Mandy grabbed Joe’s arm. “I knew it,” she said. “I hate that mine.”
“I’m sure everyone’s okay, Mandy,” Bob said. He rolled his eyes at Joe, as if to say, “Sisters!” He looked at his watch. “Bell’s going to ring in a minute.”
“Yeah,” Joe said. He turned to Mandy. “Meet me after school? I’ll walk over to the mine with you, so we can check together that everything’s okay.”
She nodded, her eyes round with anxiety. Bob scoffed. “You know, Joe, if you weren’t my best friend I’d kick your ass for chasing after my sister.”
That brought a rise from Mandy. “Shut your mouth, Bob Mays. You ain’t got no say in who chases after me.”
Joe grinned as she leaned against him. Mandy was a smart girl, and knew what she wanted. Sometimes just holding her felt like grabbing hold of a piece of heaven. He wanted to hold on for dear life.
“Well, you just watch out, little sister. Joe may seem like a nice guy, but he’s got a funny turn to him. Just wait: you’ll see.”

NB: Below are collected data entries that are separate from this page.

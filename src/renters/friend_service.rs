use std::{
  collections::HashSet,
  sync::{Arc, Mutex},
};

use async_trait::async_trait;
use tracing::info;

use super::types::{FriendService, RenterId, ViewerId};
use crate::error::Error;

/// Keeps friendships for the lifetime of the process.
#[derive(Debug, Clone, Default)]
pub struct MemoryFriendService {
  friendships: Arc<Mutex<HashSet<(ViewerId, RenterId)>>>,
}

impl MemoryFriendService {
  pub fn new() -> Self {
    Self::default()
  }

  pub fn are_friends(&self, viewer: &ViewerId, renter: &RenterId) -> Result<bool, Error> {
    let friendships = self.friendships.lock().map_err(|e| Error::Friendship(e.to_string()))?;
    Ok(friendships.contains(&(viewer.clone(), renter.clone())))
  }

  fn check_not_self(viewer: &ViewerId, renter: &RenterId) -> Result<(), Error> {
    if viewer.is_renter(renter) {
      return Err(Error::Friendship("You cannot befriend yourself".to_string()));
    }
    Ok(())
  }
}

#[async_trait]
impl FriendService for MemoryFriendService {
  async fn add_friend(&self, viewer: &ViewerId, renter: &RenterId) -> Result<(), Error> {
    Self::check_not_self(viewer, renter)?;
    let mut friendships = self.friendships.lock().map_err(|e| Error::Friendship(e.to_string()))?;
    friendships.insert((viewer.clone(), renter.clone()));
    info!("{} added {} as a friend", viewer, renter);
    Ok(())
  }

  async fn remove_friend(&self, viewer: &ViewerId, renter: &RenterId) -> Result<(), Error> {
    Self::check_not_self(viewer, renter)?;
    let mut friendships = self.friendships.lock().map_err(|e| Error::Friendship(e.to_string()))?;
    friendships.remove(&(viewer.clone(), renter.clone()));
    info!("{} removed {} as a friend", viewer, renter);
    Ok(())
  }
}
mod compact_item;
mod expanded_item;
mod item_view;
mod list;

pub use compact_item::CompactItemView;
pub use expanded_item::ExpandedItemView;
pub use item_view::ItemView;
pub use list::{EMPTY_STATE_TEXT, ListBody, RenterListView};
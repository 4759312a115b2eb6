use crate::provider::PollConfig;
use anyhow::{bail, Result};
use serde::Deserialize;

#[derive(Debug, Deserialize)]
pub struct Config {
    #[serde(default)]
    pub http: HttpConfig,

    #[serde(default)]
    pub provider: ProviderConfig,
}

#[derive(Debug, Deserialize)]
pub struct HttpConfig {
    pub bind: String,
    pub port: u16,
}

impl Default for HttpConfig {
    fn default() -> Self {
        Self {
            bind: "0.0.0.0".to_string(),
            port: 8080,
        }
    }
}

#[derive(Debug, Deserialize, Default)]
pub struct ProviderConfig {
    /// AssemblyAI credential; normally supplied through the
    /// ASSEMBLYAI_API_KEY environment variable (a local .env file works too)
    #[serde(default)]
    pub api_key: String,

    #[serde(default)]
    pub poll: PollConfig,
}

impl Config {
    /// Load configuration from an optional TOML file, then let the
    /// environment supply the provider credential.
    pub fn load(path: &str) -> Result<Self> {
        let settings = config::Config::builder()
            .add_source(config::File::with_name(path).required(false))
            .build()?;

        let mut cfg: Config = settings.try_deserialize()?;

        if cfg.provider.api_key.is_empty() {
            if let Ok(key) = std::env::var("ASSEMBLYAI_API_KEY") {
                cfg.provider.api_key = key;
            }
        }

        Ok(cfg)
    }

    pub fn validate(&self) -> Result<()> {
        if self.provider.api_key.is_empty() {
            bail!("ASSEMBLYAI_API_KEY is not set");
        }
        if self.provider.poll.interval_secs == 0 {
            bail!("provider.poll.interval_secs must be at least 1");
        }
        if self.provider.poll.max_attempts == 0 {
            bail!("provider.poll.max_attempts must be at least 1");
        }
        Ok(())
    }
}
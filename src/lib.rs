pub mod config;
pub mod http;
pub mod provider;
pub mod session;
pub mod store;
pub mod transcript;

pub use config::Config;
pub use http::{create_router, AppState};
pub use provider::{
    AssemblyAiClient, JobStatus, PollConfig, ProviderError, TranscriptionBackend,
};
pub use session::{transcribe_payload, SessionError};
pub use store::TranscriptStore;
pub use transcript::{normalize, RawUtterance, Segment};
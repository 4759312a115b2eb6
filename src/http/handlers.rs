use super::state::AppState;
use axum::{
    extract::{Path, State},
    http::StatusCode,
    response::{IntoResponse, Json},
};

/// GET /transcription/:id
/// Fetch a finished transcript by connection ID.
///
/// Absence is deliberately ambiguous: an unknown ID, a session still
/// polling, and an aborted session all answer 404. Clients retry.
pub async fn get_transcription(
    State(state): State<AppState>,
    Path(id): Path<String>,
) -> impl IntoResponse {
    match state.store.get(&id).await {
        Some(segments) => (StatusCode::OK, Json(segments.as_ref().clone())).into_response(),
        None => (StatusCode::NOT_FOUND, "Transcription not found").into_response(),
    }
}

/// GET /health
/// Health check endpoint
pub async fn health_check() -> impl IntoResponse {
    (StatusCode::OK, "OK")
}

Joe gave his best friend the finger, then stood up when the bell rang. He looked around to see if any teachers were watching, then gave her a kiss on the lips.
“Don’t worry, Mandy. Everything’s fine, you’ll see. Meet you after school.”
Forty-five minutes later, Joe frowned and creased his eyebrows as he stared down at the almost blank page in front of him. Mrs. Wilson, his English teacher, was a goddamn sadist. Day after day, they wrote five-effing-paragraph essays. Day after day, Joe wrestled with the damn things. And day after day, his grade point average was dropping.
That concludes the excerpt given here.